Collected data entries
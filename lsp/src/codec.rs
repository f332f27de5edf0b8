//! JSON-RPC framing codec for the language server's stdio transport.
//!
//! LSP uses `Content-Length: N\r\n\r\n{json}` framing over stdin/stdout.
//! [`FrameReader`] reads client messages, [`FrameWriter`] writes responses and
//! notifications.

use thiserror::Error;
use tokio::io::{AsyncBufReadExt, AsyncRead, AsyncReadExt, AsyncWrite, AsyncWriteExt, BufReader};

/// Maximum frame size (16 MiB). `didOpen` and full-sync `didChange` carry the
/// whole document, so this bounds the largest document we accept.
const MAX_FRAME_BYTES: usize = 16 * 1024 * 1024;

/// Maximum bytes for the whole header block of one frame, terminator included.
const MAX_HEADER_BYTES: usize = 8 * 1024;

#[derive(Debug, Error)]
pub enum CodecError {
    #[error("transport I/O failed: {0}")]
    Io(#[from] std::io::Error),
    #[error("unexpected EOF while reading headers")]
    TruncatedHeaders,
    #[error("missing Content-Length header")]
    MissingContentLength,
    #[error("invalid Content-Length value: {0:?}")]
    InvalidContentLength(String),
    #[error("Content-Length {0} exceeds maximum {max}", max = MAX_FRAME_BYTES)]
    FrameTooLarge(usize),
    #[error("frame headers exceed {max} bytes", max = MAX_HEADER_BYTES)]
    HeaderTooLarge,
    /// The frame was consumed in full but its body is not JSON. The stream is
    /// still in sync and reading may continue.
    #[error("frame body is not valid JSON: {0}")]
    InvalidJson(#[source] serde_json::Error),
    #[error("failed to serialize frame: {0}")]
    Serialize(#[source] serde_json::Error),
}

impl CodecError {
    /// Whether the reader can keep going after this error.
    #[must_use]
    pub fn is_recoverable(&self) -> bool {
        matches!(self, Self::InvalidJson(_))
    }
}

/// Value of a `Content-Length` header line, `None` for any other header.
fn content_length(line: &str) -> Result<Option<usize>, CodecError> {
    let Some((key, value)) = line.split_once(':') else {
        return Ok(None);
    };
    if !key.trim().eq_ignore_ascii_case("Content-Length") {
        return Ok(None);
    }
    let value = value.trim();
    value
        .parse()
        .map(Some)
        .map_err(|_| CodecError::InvalidContentLength(value.to_string()))
}

/// Reads JSON-RPC frames from an async reader.
pub struct FrameReader<R> {
    reader: BufReader<R>,
}

impl<R: AsyncRead + Unpin> FrameReader<R> {
    pub fn new(reader: R) -> Self {
        Self {
            reader: BufReader::new(reader),
        }
    }

    /// Read the next frame.
    ///
    /// Returns `Ok(None)` on EOF between frames (client went away).
    pub async fn read_frame(&mut self) -> Result<Option<serde_json::Value>, CodecError> {
        let Some(length) = self.read_headers().await? else {
            return Ok(None);
        };

        if length > MAX_FRAME_BYTES {
            return Err(CodecError::FrameTooLarge(length));
        }

        let mut body = vec![0u8; length];
        self.reader.read_exact(&mut body).await?;

        serde_json::from_slice(&body)
            .map(Some)
            .map_err(CodecError::InvalidJson)
    }

    async fn read_headers(&mut self) -> Result<Option<usize>, CodecError> {
        let mut length = None;
        let mut line = String::new();
        let mut remaining = MAX_HEADER_BYTES;

        loop {
            if remaining == 0 {
                return Err(CodecError::HeaderTooLarge);
            }
            line.clear();
            let read = (&mut self.reader)
                .take(remaining as u64)
                .read_line(&mut line)
                .await?;
            if read == 0 {
                // EOF is clean only before the first header byte.
                return if remaining == MAX_HEADER_BYTES {
                    Ok(None)
                } else {
                    Err(CodecError::TruncatedHeaders)
                };
            }
            remaining -= read;
            if !line.ends_with('\n') {
                return Err(if remaining == 0 {
                    CodecError::HeaderTooLarge
                } else {
                    CodecError::TruncatedHeaders
                });
            }

            let trimmed = line.trim();
            if trimmed.is_empty() {
                break;
            }
            if let Some(value) = content_length(trimmed)? {
                length = Some(value);
            }
        }

        length.map(Some).ok_or(CodecError::MissingContentLength)
    }
}

/// Writes JSON-RPC frames to an async writer.
pub struct FrameWriter<W> {
    writer: W,
}

impl<W: AsyncWrite + Unpin> FrameWriter<W> {
    pub fn new(writer: W) -> Self {
        Self { writer }
    }

    /// Write one frame and flush it.
    pub async fn write_frame(&mut self, msg: &serde_json::Value) -> Result<(), CodecError> {
        let body = serde_json::to_vec(msg).map_err(CodecError::Serialize)?;
        let header = format!("Content-Length: {}\r\n\r\n", body.len());

        self.writer.write_all(header.as_bytes()).await?;
        self.writer.write_all(&body).await?;
        self.writer.flush().await?;
        Ok(())
    }

    pub fn into_inner(self) -> W {
        self.writer
    }
}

▶ **Work order**: Nothing but the lines from the start of the data through the line holding "document we accept." should be restated, and each one exactly.

▶ **Exercise response**:
filename lsp/src/codec.rs
repository f332f27de5edf0b8
//! JSON-RPC framing codec for the language server's stdio transport.
//!
//! LSP uses `Content-Length: N\r\n\r\n{json}` framing over stdin/stdout.
//! [`FrameReader`] reads client messages, [`FrameWriter`] writes responses and
//! notifications.

use thiserror::Error;
use tokio::io::{AsyncBufReadExt, AsyncRead, AsyncReadExt, AsyncWrite, AsyncWriteExt, BufReader};

/// Maximum frame size (16 MiB). `didOpen` and full-sync `didChange` carry the
/// whole document, so this bounds the largest document we accept.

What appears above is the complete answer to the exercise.